Sometimes a little whining about how things used to be better isn't a bad thing at all. Often, it means that you must accept that you are getting older, but hey, that's also part of life. When I think of the past, I think of a more disciplined life and more togetherness. I am the youngest in a family of nine children.

My father (1917) was a factory worker, and my mother (1916) faithfully took care of the household. They were both born during the First World War, in which the Netherlands managed to maintain its neutrality. It was not an easy time, because, due to the war in Europe, there were many trade deficits in the country that automatically led to food shortages.

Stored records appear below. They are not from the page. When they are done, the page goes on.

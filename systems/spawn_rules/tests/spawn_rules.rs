use std::time::Duration;

use glam::Vec2;
use lava_runner_core::{
    CategoryRules, PrefabRef, SpawnCatalog, SpawnCategory, SpawnRule, TileMaterial,
};
use lava_runner_system_spawn_rules::{SpawnRuleEngine, TileContext};
use rand::SeedableRng;
use rand_chacha::ChaCha8Rng;

fn certain(name: &str) -> SpawnRule {
    SpawnRule {
        name: name.to_owned(),
        prefab: Some(PrefabRef::new(name)),
        base_chance: 1.0,
        max_per_segment: 0,
        ..SpawnRule::default()
    }
}

fn category(rules: Vec<SpawnRule>) -> CategoryRules {
    CategoryRules {
        rules,
        ..CategoryRules::default()
    }
}

fn tile(index: usize, material: TileMaterial) -> TileContext {
    let x = 20.0 + index as f32;
    TileContext {
        tile_index: index,
        material,
        position: Vec2::new(x, 3.0),
        distance_from_origin: x,
        is_start_segment: false,
    }
}

#[test]
fn traps_claim_tiles_before_bonuses_and_debuffs() {
    let catalog = SpawnCatalog {
        traps: category(vec![certain("saw")]),
        bonuses: category(vec![certain("coin")]),
        debuffs: category(vec![certain("slime")]),
    };
    let engine = SpawnRuleEngine::new(catalog, true);
    let mut counters = engine.counters();
    let mut rng = ChaCha8Rng::seed_from_u64(7);

    for index in 1..=6 {
        let plan = engine
            .resolve_tile(
                &tile(index, TileMaterial::Grass),
                &mut counters,
                Duration::ZERO,
                &mut rng,
            )
            .expect("certain trap always spawns");
        assert_eq!(plan.category, SpawnCategory::Trap);
        assert_eq!(plan.tile_index, index);
    }
    assert_eq!(counters.count(SpawnCategory::Trap, 0), 6);
    assert_eq!(counters.count(SpawnCategory::Bonus, 0), 0);
}

#[test]
fn capped_rule_yields_to_next_category() {
    let catalog = SpawnCatalog {
        traps: category(vec![SpawnRule {
            max_per_segment: 2,
            ..certain("saw")
        }]),
        bonuses: category(vec![certain("coin")]),
        debuffs: CategoryRules::default(),
    };
    let engine = SpawnRuleEngine::new(catalog, false);
    let mut counters = engine.counters();
    let mut rng = ChaCha8Rng::seed_from_u64(11);

    let categories: Vec<SpawnCategory> = (1..=5)
        .filter_map(|index| {
            engine.resolve_tile(
                &tile(index, TileMaterial::Grass),
                &mut counters,
                Duration::ZERO,
                &mut rng,
            )
        })
        .map(|plan| plan.category)
        .collect();

    assert_eq!(
        categories,
        vec![
            SpawnCategory::Trap,
            SpawnCategory::Trap,
            SpawnCategory::Bonus,
            SpawnCategory::Bonus,
            SpawnCategory::Bonus,
        ]
    );
}

#[test]
fn per_segment_cap_holds_under_random_draws() {
    let catalog = SpawnCatalog {
        traps: category(vec![SpawnRule {
            base_chance: 0.6,
            max_per_segment: 3,
            ..certain("saw")
        }]),
        ..SpawnCatalog::default()
    };
    let engine = SpawnRuleEngine::new(catalog, false);
    let mut rng = ChaCha8Rng::seed_from_u64(0xfeed);

    for _segment in 0..50 {
        let mut counters = engine.counters();
        let spawned = (1..=10)
            .filter_map(|index| {
                engine.resolve_tile(
                    &tile(index, TileMaterial::Grass),
                    &mut counters,
                    Duration::ZERO,
                    &mut rng,
                )
            })
            .count();
        assert!(spawned <= 3, "cap exceeded: {spawned}");
        assert_eq!(counters.count(SpawnCategory::Trap, 0) as usize, spawned);
    }
}

#[test]
fn rules_without_prefab_are_skipped_individually() {
    let catalog = SpawnCatalog {
        traps: category(vec![
            SpawnRule {
                prefab: None,
                ..certain("broken")
            },
            SpawnRule {
                prefab: Some(PrefabRef::new("  ")),
                ..certain("blank")
            },
            certain("saw"),
        ]),
        ..SpawnCatalog::default()
    };
    let engine = SpawnRuleEngine::new(catalog, false);
    let mut counters = engine.counters();
    let mut rng = ChaCha8Rng::seed_from_u64(3);

    let plan = engine
        .resolve_tile(
            &tile(2, TileMaterial::Grass),
            &mut counters,
            Duration::ZERO,
            &mut rng,
        )
        .expect("valid rule fires");
    assert_eq!(plan.rule_index, 2);
    assert_eq!(plan.prefab, PrefabRef::new("saw"));
}

#[test]
fn spawn_position_applies_vertical_offset() {
    let catalog = SpawnCatalog {
        bonuses: category(vec![SpawnRule {
            vertical_offset: 0.75,
            ..certain("coin")
        }]),
        ..SpawnCatalog::default()
    };
    let engine = SpawnRuleEngine::new(catalog, false);
    let mut counters = engine.counters();
    let mut rng = ChaCha8Rng::seed_from_u64(5);

    let plan = engine
        .resolve_tile(
            &tile(3, TileMaterial::Grass),
            &mut counters,
            Duration::ZERO,
            &mut rng,
        )
        .expect("certain bonus spawns");
    assert_eq!(plan.position, Vec2::new(23.0, 3.75));
}

#[test]
fn zero_chance_and_disallowed_surfaces_never_spawn() {
    let catalog = SpawnCatalog {
        traps: category(vec![SpawnRule {
            base_chance: 0.0,
            allow_on_hazard: true,
            ..certain("saw")
        }]),
        bonuses: category(vec![certain("coin")]),
        ..SpawnCatalog::default()
    };
    let engine = SpawnRuleEngine::new(catalog, false);
    let mut counters = engine.counters();
    let mut rng = ChaCha8Rng::seed_from_u64(9);

    for index in 1..=20 {
        let outcome = engine.resolve_tile(
            &tile(index, TileMaterial::Hazard),
            &mut counters,
            Duration::ZERO,
            &mut rng,
        );
        assert!(outcome.is_none());
    }
}

#[test]
fn trap_chance_grows_with_session_time() {
    let catalog = SpawnCatalog {
        traps: CategoryRules {
            rules: vec![SpawnRule {
                base_chance: 0.0,
                ..certain("saw")
            }],
            scales_with_difficulty: true,
            growth_per_second: 0.01,
        },
        ..SpawnCatalog::default()
    };
    let engine = SpawnRuleEngine::new(catalog, true);
    let mut rng = ChaCha8Rng::seed_from_u64(21);

    let mut early = engine.counters();
    assert!(engine
        .resolve_tile(
            &tile(1, TileMaterial::Grass),
            &mut early,
            Duration::ZERO,
            &mut rng,
        )
        .is_none());

    let mut late = engine.counters();
    assert!(engine
        .resolve_tile(
            &tile(1, TileMaterial::Grass),
            &mut late,
            Duration::from_secs(100),
            &mut rng,
        )
        .is_some());
}
//! Vertical separation between horizontally overlapping segments of different lanes.

use lava_runner_core::{LaneId, OverlapTuning};

use crate::sampling::{finite_or_zero, ordered};

/// Horizontal extent and height of a segment that already exists or was planned this tick.
#[derive(Clone, Copy, Debug, PartialEq)]
pub struct OccupiedSpan {
    /// Lane owning the segment.
    pub lane: LaneId,
    /// Left boundary in world units.
    pub start_x: f32,
    /// Right boundary in world units.
    pub end_x: f32,
    /// Vertical centre of the segment.
    pub height: f32,
}

/// Nudges candidate heights away from nearby segments, best effort.
#[derive(Clone, Copy, Debug)]
pub struct OverlapResolver {
    min_vertical_distance: f32,
    max_attempts: u32,
}

impl OverlapResolver {
    /// Creates a resolver from tuning, flooring a negative distance at zero.
    #[must_use]
    pub fn new(tuning: &OverlapTuning) -> Self {
        Self {
            min_vertical_distance: finite_or_zero(tuning.min_vertical_distance).max(0.0),
            max_attempts: tuning.max_relocate_attempts,
        }
    }

    /// Whether a candidate at `height` spanning `[start_x, end_x)` crowds `span`.
    #[must_use]
    pub fn is_too_close(&self, span: &OccupiedSpan, start_x: f32, end_x: f32, height: f32) -> bool {
        span.end_x > start_x
            && span.start_x < end_x
            && (span.height - height).abs() < self.min_vertical_distance
    }

    /// Accepted height for the candidate.
    ///
    /// Only spans owned by lanes other than `lane` are considered. Attempts
    /// alternate `+d, -d, +2d, -2d, ...` around `candidate`, each clamped into
    /// `band`. When every attempt is crowded the last one wins.
    #[must_use]
    pub fn resolve(
        &self,
        lane: LaneId,
        start_x: f32,
        end_x: f32,
        candidate: f32,
        band: (f32, f32),
        occupied: &[OccupiedSpan],
    ) -> f32 {
        let is_clear = |height: f32| {
            !occupied
                .iter()
                .filter(|span| span.lane != lane)
                .any(|span| self.is_too_close(span, start_x, end_x, height))
        };

        if is_clear(candidate) {
            return candidate;
        }

        let (low, high) = ordered(band.0, band.1);
        let mut attempt = candidate;
        for index in 1..=self.max_attempts {
            let magnitude = ((index + 1) / 2) as f32 * self.min_vertical_distance;
            let offset = if index % 2 == 1 { magnitude } else { -magnitude };
            attempt = (candidate + offset).clamp(low, high);
            if is_clear(attempt) {
                return attempt;
            }
        }

        tracing::trace!(
            lane = lane.get(),
            candidate,
            accepted = attempt,
            start_x,
            "overlap relocation exhausted; keeping last attempt"
        );
        attempt
    }
}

Reflecting on past hardships can foster gratitude. Generational shifts highlight evolving values in parenting and education, urging adaptation amidst societal changes.
Reflecting on past hardships can foster gratitude Generational shifts highlight evolving values in parenting and education urging adaptation amidst societal changes

The first child in our family was born in 1940, just before the outbreak of the Second World War, a war in which our country was involved. In the beginning, the family suffered a lot from that war. My father had to work in a labor camp for the Germans, and an airplane bomb fell right next to our house. This was: "As I was later told, it had a lot of impact on my eldest brother's development." I was born in 1961, but when I look back in history books and listen to many of the stories about the time long before I was born, this was certainly not an easy time.

They were faced with the reconstruction of Europe, which was fortunately supported by the Marshall Plan, which came into force three years after the terrible war. Even today, we can be very grateful to the American Secretary of State, George C. Marshall (1880–1959), and his government for this. The Netherlands was rebuilt, and I slowly saw the light of day. In hindsight, my life is much easier than I always thought. Yes, I have always worked hard, first employed by many different companies, and then for my own training and coaching company.

I had to overcome many hurdles to make a living. In hindsight, many things could have been easier if I had been diagnosed as gifted and highly sensitive earlier, but I certainly can't complain. Now, back to the history of me and our family. As mentioned before, it was not easy for my parents. Before the First World War, people still lived under the assumption that they had to father a lot of children because who else was going to take care of you if you could no longer work? After all, the AOW, the old-age pension of Minister Willem Drees (1886–1988), was only introduced in 1957.

As a result, people over the age of 65 received a monthly benefit, which allowed them to stop working if they wanted to. Many developments followed one another, with the seventies and eighties being the years in which a lot happened. Mechanization and automation followed each other in rapid succession. The Mammoet Act (Minister Cals, 1958) was introduced, which greatly improved the school system. For my eldest brothers and sisters, this was "too late."  They later fulfilled themselves seriously short.

Later, I wondered if, instead of constantly complaining about this, it would not have been better for them to take matters into their own hands. After all, evening classes already existed, and my parents had nine children, they had two or three.  Throughout our upbringing, my parents worked hard and made sure that we, as children, even though we were not the richest, always looked neatly dressed and well-groomed. We still had "Sunday clothes," and our hair was often combed with a dust comb. We learned to speak two words to "grown-up" people.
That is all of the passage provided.